2/21/06 – Ray Krone was arrested, charged, convicted and
sentenced to death for the 1991 slaying of a bartender
at a Phoenix lounge where Krone played darts. Much of
the case against him was the testimony of an expert who
said Krone's teeth matched bite marks on the victim.
That first verdict was overturned on technicalities --
including that prosecutors never disclosed that there
was another expert who said the bite marks did not
match. He was convicted again. But this time the judge,
questioning whether Krone really was the killer,
refused to sentence him to death. That opinion provied
preecient when DNA found at the scene was tested and
pointed to another man -- a man who lived close to the
bar and who was already in prison on an unrelated sex
crime. Huppenthal said this is a truly tragic case.

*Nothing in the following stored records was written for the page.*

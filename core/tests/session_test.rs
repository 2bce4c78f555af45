//! Session persistence tests

mod common;

use beltwatch_core::Session;
use std::path::PathBuf;

fn scratch_path(name: &str) -> PathBuf {
    std::env::temp_dir()
        .join(format!("beltwatch-session-{}-{}", std::process::id(), name))
        .join("token")
}

#[test]
fn token_survives_a_restart() {
    let path = scratch_path("restart");
    let token = common::long_lived_jwt();

    let first = Session::persistent(&path);
    assert!(!first.is_valid());
    first.login(token.clone());
    assert_eq!(std::fs::read_to_string(&path).unwrap(), token);

    let second = Session::persistent(&path);
    assert!(second.is_valid());
    assert_eq!(second.token(), Some(token));

    second.logout();
    assert!(!path.exists());
    assert!(!Session::persistent(&path).is_valid());

    let _ = std::fs::remove_dir_all(path.parent().unwrap());
}

#[test]
fn stored_expired_token_is_not_valid() {
    let path = scratch_path("expired");
    std::fs::create_dir_all(path.parent().unwrap()).unwrap();
    std::fs::write(&path, common::jwt(1)).unwrap();

    let session = Session::persistent(&path);
    assert!(!session.is_valid());
    assert_eq!(session.token(), None);

    let _ = std::fs::remove_dir_all(path.parent().unwrap());
}
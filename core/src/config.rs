// Client configuration
//
// Where the monitoring server lives and how patiently we talk to it.

use std::path::PathBuf;
use std::time::Duration;

/// Connection settings for the monitoring server's REST API
#[derive(Clone, Debug)]
pub struct ClientConfig {
    pub server_address: String,
    pub port: u16,
    pub timeout_ms: u64,
    pub user_agent: String,
    /// Where the session token is kept between runs; `None` keeps it in memory
    pub token_path: Option<PathBuf>,
}

impl Default for ClientConfig {
    fn default() -> Self {
        Self {
            server_address: "127.0.0.1".to_string(),
            port: 8000,
            timeout_ms: 10_000,
            user_agent: concat!("beltwatch/", env!("CARGO_PKG_VERSION")).to_string(),
            token_path: None,
        }
    }
}

impl ClientConfig {
    pub fn from_env() -> Self {
        let default = Self::default();
        Self {
            server_address: std::env::var("BELTWATCH_SERVER_ADDRESS")
                .ok()
                .filter(|s| !s.is_empty())
                .unwrap_or(default.server_address),
            port: std::env::var("BELTWATCH_CONNECTION_PORT")
                .ok()
                .and_then(|p| p.parse().ok())
                .unwrap_or(default.port),
            timeout_ms: std::env::var("BELTWATCH_TIMEOUT_MS")
                .ok()
                .and_then(|v| v.parse().ok())
                .unwrap_or(default.timeout_ms),
            user_agent: default.user_agent,
            token_path: std::env::var("BELTWATCH_TOKEN_PATH")
                .ok()
                .filter(|s| !s.is_empty())
                .map(PathBuf::from),
        }
    }

    /// Root of the versioned REST API, e.g. `http://127.0.0.1:8000/api/v1`
    pub fn base_url(&self) -> String {
        format!("http://{}:{}/api/v1", self.server_address, self.port)
    }

    pub fn timeout(&self) -> Duration {
        Duration::from_millis(self.timeout_ms)
    }
}
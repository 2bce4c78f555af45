use chrono::NaiveDateTime;
use serde::{Deserialize, Serialize};

/// One entry of the server's action log
#[derive(Debug, Clone, PartialEq, Eq, Serialize, Deserialize)]
pub struct LogRecord {
    pub id: i64,
    #[serde(with = "super::timestamp")]
    pub timestamp: NaiveDateTime,
    #[serde(rename = "type")]
    pub log_type: String,
    pub text: String,
}

#[derive(Debug, Clone, PartialEq, Eq, Serialize, Deserialize)]
pub struct LogsRemoved {
    pub status: String,
    pub count_of_removed: u64,
}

(But in a way it's a lesson for us all that this can
happen in modern society. When we think we have
foolproof systems where we think this would never
happen, it has happened. And we need to be aware that
it truly could happen again. And is likely happening
again.)

The occasion for the apology was that Krone, who now
lives in Pennsylvania, was in Phoenix to hold a press
conference with the Coalition of Arizonans to Abolish
the Death Penalty.

(It's a little overwhelming. It's a little overdue. And
I'm very humbed, honestly by it, to see the legislators
actually stand up in the Senate and clap and offer me
that apology that I wish my family was here with me
because they certainly deserve it every bit as much as
I do.)

Krone said his case proves the death penalty should be
legally abolished. But Huppenthal said he is not
willing to go that far, instead preferring only
guidelines for prosecutors to use when deciding when to
seek capital punishment.

(He provides some suggestions what you shouldn't do
with the death penalty. He had no track record of
violence. He had no track record of sexual misconduct.
I think if you have a case like that, that's not a
death penalty case.)

But Krone said what's needed are changes in the law,
not guideposts for prosecutors. Since being exonerated
he has received settlements from lawsuits against
Phoenix and Maricopa County totaling $4.4 million. So
does that compensate him for what happened?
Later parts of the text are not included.